Collected data:
+--

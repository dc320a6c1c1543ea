//! Syncboard CLI
//!
//! Launcher for the syncboard relay server.
//!
//! # Commands
//!
//! - `serve` - Run the server until Ctrl-C or SIGTERM
//! - `seed` - Print the built-in seed board as JSON

mod commands;

use clap::{Parser, Subcommand};
use commands::serve::ServeArgs;
use tracing_subscriber::EnvFilter;

/// Real-time shared board server.
#[derive(Debug, Parser)]
#[command(name = "syncboard")]
#[command(author, version, about, long_about = None)]
struct Cli {
    /// Enable verbose output
    #[arg(global = true, short, long)]
    verbose: bool,

    #[command(subcommand)]
    command: Commands,
}

#[derive(Debug, Subcommand)]
enum Commands {
    /// Run the server
    Serve(ServeArgs),

    /// Print the built-in seed board
    Seed {
        /// Write to this file instead of stdout
        #[arg(short, long)]
        output: Option<std::path::PathBuf>,
    },
}

fn main() -> Result<(), Box<dyn std::error::Error>> {
    let cli = Cli::parse();

    // RUST_LOG wins over -v
    let level = if cli.verbose { "debug" } else { "info" };
    let filter = EnvFilter::try_from_default_env().unwrap_or_else(|_| EnvFilter::new(level));
    tracing_subscriber::fmt().with_env_filter(filter).init();

    match cli.command {
        Commands::Serve(args) => {
            let config = args.config();
            let seed = commands::seed::load(args.seed.as_deref())?;
            tokio::runtime::Runtime::new()?.block_on(commands::serve::run(config, seed))?;
        }
        Commands::Seed { output } => {
            commands::seed::print(output.as_deref())?;
        }
    }

    Ok(())
}

#[cfg(test)]
mod tests {
    use super::*;
    use clap::CommandFactory;

    #[test]
    fn cli_is_well_formed() {
        Cli::command().debug_assert();
    }

    #[test]
    fn serve_flags() {
        let cli = Cli::try_parse_from([
            "syncboard",
            "-v",
            "serve",
            "--port",
            "4100",
            "--origin",
            "https://board.example",
            "--heartbeat-secs",
            "5",
        ])
        .unwrap();

        assert!(cli.verbose);
        let Commands::Serve(args) = cli.command else {
            panic!("expected serve");
        };
        let config = args.config();
        assert_eq!(config.bind_addr.port(), 4100);
        assert_eq!(config.allowed_origin, "https://board.example");
        assert_eq!(config.heartbeat_interval.as_secs(), 5);
    }

    #[test]
    fn seed_subcommand() {
        let cli = Cli::try_parse_from(["syncboard", "seed"]).unwrap();
        assert!(matches!(cli.command, Commands::Seed { output: None }));
    }
}
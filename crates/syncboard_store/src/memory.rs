//! In-memory snapshot backend for testing.

use crate::backend::SnapshotBackend;
use crate::error::{StoreError, StoreResult};
use async_trait::async_trait;
use parking_lot::RwLock;
use std::sync::atomic::{AtomicBool, AtomicUsize, Ordering};

/// An in-memory snapshot slot.
///
/// Besides holding bytes, it can be switched into failure modes to exercise
/// the store's error paths:
/// - [`set_fail_prepare`](Self::set_fail_prepare) makes `prepare` fail
/// - [`set_fail_writes`](Self::set_fail_writes) makes `write` fail without
///   touching the stored bytes
///
/// # Example
///
/// ```rust
/// use syncboard_store::InMemoryBackend;
///
/// let backend = InMemoryBackend::with_data(b"{}".to_vec());
/// assert_eq!(backend.data(), Some(b"{}".to_vec()));
/// assert_eq!(backend.write_count(), 0);
/// ```
#[derive(Debug, Default)]
pub struct InMemoryBackend {
    data: RwLock<Option<Vec<u8>>>,
    fail_prepare: AtomicBool,
    fail_writes: AtomicBool,
    writes: AtomicUsize,
}

impl InMemoryBackend {
    /// Creates an empty backend.
    #[must_use]
    pub fn new() -> Self {
        Self::default()
    }

    /// Creates a backend that already holds `data`.
    ///
    /// Useful for testing startup recovery.
    #[must_use]
    pub fn with_data(data: Vec<u8>) -> Self {
        Self {
            data: RwLock::new(Some(data)),
            ..Self::default()
        }
    }

    /// Returns a copy of the stored bytes.
    #[must_use]
    pub fn data(&self) -> Option<Vec<u8>> {
        self.data.read().clone()
    }

    /// Number of successful writes so far.
    pub fn write_count(&self) -> usize {
        self.writes.load(Ordering::SeqCst)
    }

    /// Makes subsequent `prepare` calls fail.
    pub fn set_fail_prepare(&self, fail: bool) {
        self.fail_prepare.store(fail, Ordering::SeqCst);
    }

    /// Makes subsequent `write` calls fail.
    pub fn set_fail_writes(&self, fail: bool) {
        self.fail_writes.store(fail, Ordering::SeqCst);
    }
}

#[async_trait]
impl SnapshotBackend for InMemoryBackend {
    async fn prepare(&self) -> StoreResult<()> {
        if self.fail_prepare.load(Ordering::SeqCst) {
            return Err(StoreError::Unavailable("prepare disabled".into()));
        }
        Ok(())
    }

    async fn read(&self) -> StoreResult<Option<Vec<u8>>> {
        Ok(self.data.read().clone())
    }

    async fn write(&self, bytes: &[u8]) -> StoreResult<()> {
        if self.fail_writes.load(Ordering::SeqCst) {
            return Err(StoreError::Unavailable("writes disabled".into()));
        }
        *self.data.write() = Some(bytes.to_vec());
        self.writes.fetch_add(1, Ordering::SeqCst);
        Ok(())
    }

    fn location(&self) -> String {
        "memory".into()
    }
}
//! Error types for snapshot storage.

use std::io;
use thiserror::Error;

/// Result type for store operations.
pub type StoreResult<T> = Result<T, StoreError>;

/// Errors that can occur while loading or saving snapshots.
#[derive(Debug, Error)]
pub enum StoreError {
    /// An I/O error occurred.
    #[error("I/O error: {0}")]
    Io(#[from] io::Error),

    /// No snapshot has been stored yet.
    #[error("no snapshot stored")]
    Missing,

    /// The stored snapshot does not decode.
    #[error("snapshot corrupted: {0}")]
    Corrupted(serde_json::Error),

    /// The state could not be serialized.
    #[error("snapshot encoding failed: {0}")]
    Encode(serde_json::Error),

    /// The backend refused the operation.
    #[error("backend unavailable: {0}")]
    Unavailable(String),
}
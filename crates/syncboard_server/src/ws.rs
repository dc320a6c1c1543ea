//! WebSocket transport adapter.
//!
//! Bridges one axum WebSocket to the coordinator: inbound frames become
//! [`CoordinatorHandle`] events, [`Outbound`] frames become socket writes.

use crate::connection::{ConnectionId, Link, Outbound};
use crate::handle::CoordinatorHandle;
use axum::body::Bytes;
use axum::extract::ws::{Message, WebSocket, WebSocketUpgrade};
use axum::extract::State;
use axum::response::Response;
use futures::{Sink, SinkExt, StreamExt};
use tokio_util::sync::CancellationToken;
use tracing::{debug, warn};

pub(crate) async fn upgrade(
    ws: WebSocketUpgrade,
    State(coordinator): State<CoordinatorHandle>,
) -> Response {
    ws.on_upgrade(move |socket| serve_socket(socket, coordinator))
}

/// Runs one connection until either side ends it.
async fn serve_socket(socket: WebSocket, coordinator: CoordinatorHandle) {
    let Link {
        id,
        mut frames,
        terminated,
    } = match coordinator.connect() {
        Ok(link) => link,
        Err(e) => {
            warn!(error = %e, "rejecting connection");
            return;
        }
    };
    let (mut sink, mut stream) = socket.split();

    // Returning drops the socket without a close handshake.
    loop {
        tokio::select! {
            biased;
            () = terminated.cancelled() => {
                debug!(connection = %id, "socket terminated");
                return;
            }
            frame = frames.recv() => {
                let message = match frame {
                    Some(Outbound::Text(text)) => Message::Text(text.to_string().into()),
                    Some(Outbound::Ping) => Message::Ping(Bytes::new()),
                    None => {
                        debug!(connection = %id, "connection released by coordinator");
                        return;
                    }
                };
                match deliver(&mut sink, message, &terminated).await {
                    Delivery::Sent => {}
                    Delivery::Terminated => {
                        debug!(connection = %id, "socket terminated during write");
                        return;
                    }
                    Delivery::Failed(e) => {
                        report(&coordinator, id, e);
                        return;
                    }
                }
            }
            incoming = stream.next() => match incoming {
                Some(Ok(Message::Text(text))) => {
                    if coordinator.message(id, text.as_str()).is_err() {
                        return;
                    }
                }
                Some(Ok(Message::Binary(bytes))) => match String::from_utf8(bytes.to_vec()) {
                    Ok(text) => {
                        if coordinator.message(id, text).is_err() {
                            return;
                        }
                    }
                    Err(_) => warn!(connection = %id, "dropping non-utf8 binary frame"),
                },
                Some(Ok(Message::Pong(_))) => {
                    if coordinator.pong(id).is_err() {
                        return;
                    }
                }
                // Pings are answered by the websocket layer.
                Some(Ok(Message::Ping(_))) => {}
                Some(Ok(Message::Close(_))) | None => {
                    // The coordinator may already be gone during shutdown.
                    let _ = coordinator.disconnect(id);
                    return;
                }
                Some(Err(e)) => {
                    report(&coordinator, id, e);
                    return;
                }
            },
        }
    }
}

#[derive(Debug)]
enum Delivery<E> {
    Sent,
    Terminated,
    Failed(E),
}

/// Writes one frame unless the link is terminated first.
///
/// A peer that stops reading can stall the write indefinitely; termination
/// abandons it.
async fn deliver<S, T>(sink: &mut S, frame: T, terminated: &CancellationToken) -> Delivery<S::Error>
where
    S: Sink<T> + Unpin,
{
    tokio::select! {
        biased;
        () = terminated.cancelled() => Delivery::Terminated,
        sent = sink.send(frame) => match sent {
            Ok(()) => Delivery::Sent,
            Err(e) => Delivery::Failed(e),
        },
    }
}

fn report(coordinator: &CoordinatorHandle, id: ConnectionId, error: axum::Error) {
    debug!(connection = %id, error = %error, "websocket error");
    // The coordinator may already be gone during shutdown.
    let _ = coordinator.error(id, error);
}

+--

> **HOW TO COMPLETE THIS TASK**
Copy out every line of the data in which the word "CancellationToken" is found.

> **RESPONSE FOR THIS EXERCISE**
use tokio_util::sync::CancellationToken;
async fn deliver<S, T>(sink: &mut S, frame: T, terminated: &CancellationToken) -> Delivery<S::Error>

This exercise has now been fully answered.